• _Dataset excerpts_:
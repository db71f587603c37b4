//! Entity-relationship explorer: layout, clustering and incremental
//! exploration of a graph, with a Leptos client-side canvas on top.

use leptos::prelude::*;
use leptos_meta::*;
use leptos_router::components::*;
use leptos_router::path;
use log::{Level, info};

pub mod config;
pub mod error;
pub mod graph;

// Modules
mod components;
mod pages;

// Top-Level pages
use crate::pages::home::Home;
use crate::pages::not_found::NotFound;

/// Initialize logging and panic hooks for the WASM target.
pub fn init_logging() {
	let _ = console_log::init_with_level(Level::Debug);
	console_error_panic_hook::set_once();
	info!("Logging initialized");
}

/// An app router which renders the explorer and handles 404's
#[component]
pub fn App() -> impl IntoView {
	// Provides context that manages stylesheets, titles, meta tags, etc.
	provide_meta_context();

	view! {
		<Html attr:lang="en" attr:dir="ltr" attr:data-theme="light" />

		<Title text="Entity Graph Explorer" />

		<Meta charset="UTF-8" />
		<Meta name="viewport" content="width=device-width, initial-scale=1.0" />

		<Router>
			<Routes fallback=|| view! { <NotFound /> }>
				<Route path=path!("/") view=Home />
			</Routes>
		</Router>
	}
}
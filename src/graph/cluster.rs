//! Collapses dense graphs into one synthetic node per category.

use std::collections::{HashMap, HashSet};

use indexmap::IndexMap;
use log::debug;
use serde::Serialize;
use serde_json::Value;

use super::types::{GraphData, Link, LinkKey, Node, NodeId, Properties};

/// Node count above which [`cluster`] collapses the graph.
pub const DEFAULT_CLUSTER_THRESHOLD: usize = 100;
/// Strength of every aggregated inter-cluster link.
pub const CLUSTER_LINK_STRENGTH: f64 = 0.7;
/// Node kind carried by synthesized cluster nodes.
pub const CLUSTER_KIND: &str = "cluster";

const MIN_CLUSTER_SIZE: f64 = 15.0;
const MAX_CLUSTER_SIZE: f64 = 30.0;

const COLORS: &[&str] = &[
	"#1f77b4", "#ff7f0e", "#2ca02c", "#d62728", "#9467bd", "#8c564b", "#e377c2", "#7f7f7f",
	"#bcbd22", "#17becf",
];

/// A synthetic node standing in for every node sharing a group key.
#[derive(Clone, Debug, PartialEq, Serialize)]
#[serde(rename_all = "camelCase")]
pub struct Cluster {
	/// `cluster:<key>`.
	pub id: NodeId,
	/// Category shared by the members.
	pub key: String,
	/// Drawn radius, 15 to 30.
	pub size: f64,
	/// Palette color picked by group order.
	pub color: String,
	/// The collapsed members, in input order.
	pub child_nodes: Vec<Node>,
	/// `child_nodes.len()`.
	pub node_count: usize,
	/// Distinct other clusters linked to this one.
	pub connections: usize,
}

impl Cluster {
	/// Drawable node for this cluster; the label carries the member count.
	pub fn to_node(&self) -> Node {
		let mut properties = Properties::new();
		properties.insert("nodeCount".into(), Value::from(self.node_count));
		properties.insert("connections".into(), Value::from(self.connections));
		Node {
			color: Some(self.color.clone()),
			size: self.size,
			properties,
			..Node::new(self.id.clone(), format!("{} ({})", self.key, self.node_count), CLUSTER_KIND)
				.with_category(self.key.clone())
		}
	}
}

/// Output of [`cluster`]. `clusters` is empty when the input was below the
/// threshold, in which case `nodes`/`links` are the input unchanged.
#[derive(Clone, Debug, Default, PartialEq)]
pub struct ClusteredGraph {
	/// Nodes to draw.
	pub nodes: Vec<Node>,
	/// Links to draw.
	pub links: Vec<Link>,
	/// One entry per category when clustered.
	pub clusters: Vec<Cluster>,
	/// The graph before clustering.
	pub original: GraphData,
}

impl ClusteredGraph {
	/// Whether the input was collapsed.
	pub fn is_clustered(&self) -> bool {
		!self.clusters.is_empty()
	}

	/// The drawn view as plain graph data.
	pub fn graph(&self) -> GraphData {
		GraphData::new(self.nodes.clone(), self.links.clone())
	}
}

/// Node id of the cluster for `key`.
pub fn cluster_id(key: &str) -> NodeId {
	format!("cluster:{key}")
}

fn cluster_size(node_count: usize) -> f64 {
	(node_count as f64 * 0.5 + MIN_CLUSTER_SIZE).clamp(MIN_CLUSTER_SIZE, MAX_CLUSTER_SIZE)
}

/// Groups `nodes` by category (then type, then `"default"`) once there are
/// more than `threshold` of them.
pub fn cluster(nodes: &[Node], links: &[Link], threshold: usize) -> ClusteredGraph {
	let original = GraphData::new(nodes.to_vec(), links.to_vec());
	if nodes.len() <= threshold {
		return ClusteredGraph {
			nodes: original.nodes.clone(),
			links: original.links.clone(),
			clusters: Vec::new(),
			original,
		};
	}

	let mut groups: IndexMap<&str, Vec<&Node>> = IndexMap::new();
	let mut membership: HashMap<&str, usize> = HashMap::new();
	for node in nodes {
		let entry = groups.entry(node.group_key());
		let index = entry.index();
		entry.or_default().push(node);
		membership.insert(node.id.as_str(), index);
	}

	let ids: Vec<NodeId> = groups.keys().map(|k| cluster_id(k)).collect();
	let mut neighbours: Vec<HashSet<usize>> = vec![HashSet::new(); groups.len()];
	let mut seen: HashSet<LinkKey> = HashSet::new();
	let mut cluster_links: Vec<Link> = Vec::new();
	let mut link_index: HashMap<LinkKey, usize> = HashMap::new();

	for link in links {
		let (Some(&a), Some(&b)) = (
			membership.get(link.source.as_str()),
			membership.get(link.target.as_str()),
		) else {
			continue;
		};
		if a == b {
			continue;
		}
		neighbours[a].insert(b);
		neighbours[b].insert(a);

		let key = LinkKey::new(&ids[a], &ids[b]);
		if seen.insert(key.clone()) {
			let mut aggregated = Link::new(ids[a].clone(), ids[b].clone(), CLUSTER_KIND);
			aggregated.strength = CLUSTER_LINK_STRENGTH;
			aggregated.properties.insert("linkCount".into(), Value::from(1));
			link_index.insert(key, cluster_links.len());
			cluster_links.push(aggregated);
		} else if let Some(&i) = link_index.get(&key) {
			let properties = &mut cluster_links[i].properties;
			let count = properties.get("linkCount").and_then(Value::as_u64).unwrap_or(0);
			properties.insert("linkCount".into(), Value::from(count + 1));
		}
	}

	let clusters: Vec<Cluster> = groups
		.iter()
		.enumerate()
		.map(|(i, (key, members))| Cluster {
			id: ids[i].clone(),
			key: key.to_string(),
			size: cluster_size(members.len()),
			color: members
				.iter()
				.find_map(|n| n.color.clone())
				.unwrap_or_else(|| COLORS[i % COLORS.len()].to_string()),
			child_nodes: members.iter().map(|n| (*n).clone()).collect(),
			node_count: members.len(),
			connections: neighbours[i].len(),
		})
		.collect();

	debug!(
		"clustered {} nodes into {} clusters with {} links",
		nodes.len(),
		clusters.len(),
		cluster_links.len()
	);

	ClusteredGraph {
		nodes: clusters.iter().map(Cluster::to_node).collect(),
		links: cluster_links,
		clusters,
		original,
	}
}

• _Work to complete_:
Every record must be retyped so that it matches the original exactly.

• _Exercise output_:
repository db71f587603c37b4
//! Entity-relationship explorer: layout, clustering and incremental
//! exploration of a graph, with a Leptos client-side canvas on top.

use leptos::prelude::*;
use leptos_meta::*;
use leptos_router::components::*;
use leptos_router::path;
use log::{Level, info};

pub mod config;
pub mod error;
pub mod graph;

// Modules
mod components;
mod pages;

// Top-Level pages
use crate::pages::home::Home;
use crate::pages::not_found::NotFound;

/// Initialize logging and panic hooks for the WASM target.
pub fn init_logging() {
	let _ = console_log::init_with_level(Level::Debug);
	console_error_panic_hook::set_once();
	info!("Logging initialized");
}

/// An app router which renders the explorer and handles 404's
#[component]
pub fn App() -> impl IntoView {
	// Provides context that manages stylesheets, titles, meta tags, etc.
	provide_meta_context();

	view! {
		<Html attr:lang="en" attr:dir="ltr" attr:data-theme="light" />

		<Title text="Entity Graph Explorer" />

		<Meta charset="UTF-8" />
		<Meta name="viewport" content="width=device-width, initial-scale=1.0" />

		<Router>
			<Routes fallback=|| view! { <NotFound /> }>
				<Route path=path!("/") view=Home />
			</Routes>
		</Router>
	}
}
filename src/graph/cluster.rs
//! Collapses dense graphs into one synthetic node per category.

use std::collections::{HashMap, HashSet};

use indexmap::IndexMap;
use log::debug;
use serde::Serialize;
use serde_json::Value;

use super::types::{GraphData, Link, LinkKey, Node, NodeId, Properties};

/// Node count above which [`cluster`] collapses the graph.
pub const DEFAULT_CLUSTER_THRESHOLD: usize = 100;
/// Strength of every aggregated inter-cluster link.
pub const CLUSTER_LINK_STRENGTH: f64 = 0.7;
/// Node kind carried by synthesized cluster nodes.
pub const CLUSTER_KIND: &str = "cluster";

const MIN_CLUSTER_SIZE: f64 = 15.0;
const MAX_CLUSTER_SIZE: f64 = 30.0;

const COLORS: &[&str] = &[
	"#1f77b4", "#ff7f0e", "#2ca02c", "#d62728", "#9467bd", "#8c564b", "#e377c2", "#7f7f7f",
	"#bcbd22", "#17becf",
];

/// A synthetic node standing in for every node sharing a group key.
#[derive(Clone, Debug, PartialEq, Serialize)]
#[serde(rename_all = "camelCase")]
pub struct Cluster {
	/// `cluster:<key>`.
	pub id: NodeId,
	/// Category shared by the members.
	pub key: String,
	/// Drawn radius, 15 to 30.
	pub size: f64,
	/// Palette color picked by group order.
	pub color: String,
	/// The collapsed members, in input order.
	pub child_nodes: Vec<Node>,
	/// `child_nodes.len()`.
	pub node_count: usize,
	/// Distinct other clusters linked to this one.
	pub connections: usize,
}

impl Cluster {
	/// Drawable node for this cluster; the label carries the member count.
	pub fn to_node(&self) -> Node {
		let mut properties = Properties::new();
		properties.insert("nodeCount".into(), Value::from(self.node_count));
		properties.insert("connections".into(), Value::from(self.connections));
		Node {
			color: Some(self.color.clone()),
			size: self.size,
			properties,
			..Node::new(self.id.clone(), format!("{} ({})", self.key, self.node_count), CLUSTER_KIND)
				.with_category(self.key.clone())
		}
	}
}

/// Output of [`cluster`]. `clusters` is empty when the input was below the
/// threshold, in which case `nodes`/`links` are the input unchanged.
#[derive(Clone, Debug, Default, PartialEq)]
pub struct ClusteredGraph {
	/// Nodes to draw.
	pub nodes: Vec<Node>,
	/// Links to draw.
	pub links: Vec<Link>,
	/// One entry per category when clustered.
	pub clusters: Vec<Cluster>,
	/// The graph before clustering.
	pub original: GraphData,
}

impl ClusteredGraph {
	/// Whether the input was collapsed.
	pub fn is_clustered(&self) -> bool {
		!self.clusters.is_empty()
	}

	/// The drawn view as plain graph data.
	pub fn graph(&self) -> GraphData {
		GraphData::new(self.nodes.clone(), self.links.clone())
	}
}

/// Node id of the cluster for `key`.
pub fn cluster_id(key: &str) -> NodeId {
	format!("cluster:{key}")
}

fn cluster_size(node_count: usize) -> f64 {
	(node_count as f64 * 0.5 + MIN_CLUSTER_SIZE).clamp(MIN_CLUSTER_SIZE, MAX_CLUSTER_SIZE)
}

/// Groups `nodes` by category (then type, then `"default"`) once there are
/// more than `threshold` of them.
pub fn cluster(nodes: &[Node], links: &[Link], threshold: usize) -> ClusteredGraph {
	let original = GraphData::new(nodes.to_vec(), links.to_vec());
	if nodes.len() <= threshold {
		return ClusteredGraph {
			nodes: original.nodes.clone(),
			links: original.links.clone(),
			clusters: Vec::new(),
			original,
		};
	}

	let mut groups: IndexMap<&str, Vec<&Node>> = IndexMap::new();
	let mut membership: HashMap<&str, usize> = HashMap::new();
	for node in nodes {
		let entry = groups.entry(node.group_key());
		let index = entry.index();
		entry.or_default().push(node);
		membership.insert(node.id.as_str(), index);
	}

	let ids: Vec<NodeId> = groups.keys().map(|k| cluster_id(k)).collect();
	let mut neighbours: Vec<HashSet<usize>> = vec![HashSet::new(); groups.len()];
	let mut seen: HashSet<LinkKey> = HashSet::new();
	let mut cluster_links: Vec<Link> = Vec::new();
	let mut link_index: HashMap<LinkKey, usize> = HashMap::new();

	for link in links {
		let (Some(&a), Some(&b)) = (
			membership.get(link.source.as_str()),
			membership.get(link.target.as_str()),
		) else {
			continue;
		};
		if a == b {
			continue;
		}
		neighbours[a].insert(b);
		neighbours[b].insert(a);

		let key = LinkKey::new(&ids[a], &ids[b]);
		if seen.insert(key.clone()) {
			let mut aggregated = Link::new(ids[a].clone(), ids[b].clone(), CLUSTER_KIND);
			aggregated.strength = CLUSTER_LINK_STRENGTH;
			aggregated.properties.insert("linkCount".into(), Value::from(1));
			link_index.insert(key, cluster_links.len());
			cluster_links.push(aggregated);
		} else if let Some(&i) = link_index.get(&key) {
			let properties = &mut cluster_links[i].properties;
			let count = properties.get("linkCount").and_then(Value::as_u64).unwrap_or(0);
			properties.insert("linkCount".into(), Value::from(count + 1));
		}
	}

	let clusters: Vec<Cluster> = groups
		.iter()
		.enumerate()
		.map(|(i, (key, members))| Cluster {
			id: ids[i].clone(),
			key: key.to_string(),
			size: cluster_size(members.len()),
			color: members
				.iter()
				.find_map(|n| n.color.clone())
				.unwrap_or_else(|| COLORS[i % COLORS.len()].to_string()),
			child_nodes: members.iter().map(|n| (*n).clone()).collect(),
			node_count: members.len(),
			connections: neighbours[i].len(),
		})
		.collect();

	debug!(
		"clustered {} nodes into {} clusters with {} links",
		nodes.len(),
		clusters.len(),
		cluster_links.len()
	);

	ClusteredGraph {
		nodes: clusters.iter().map(Cluster::to_node).collect(),
		links: cluster_links,
		clusters,
		original,
	}
}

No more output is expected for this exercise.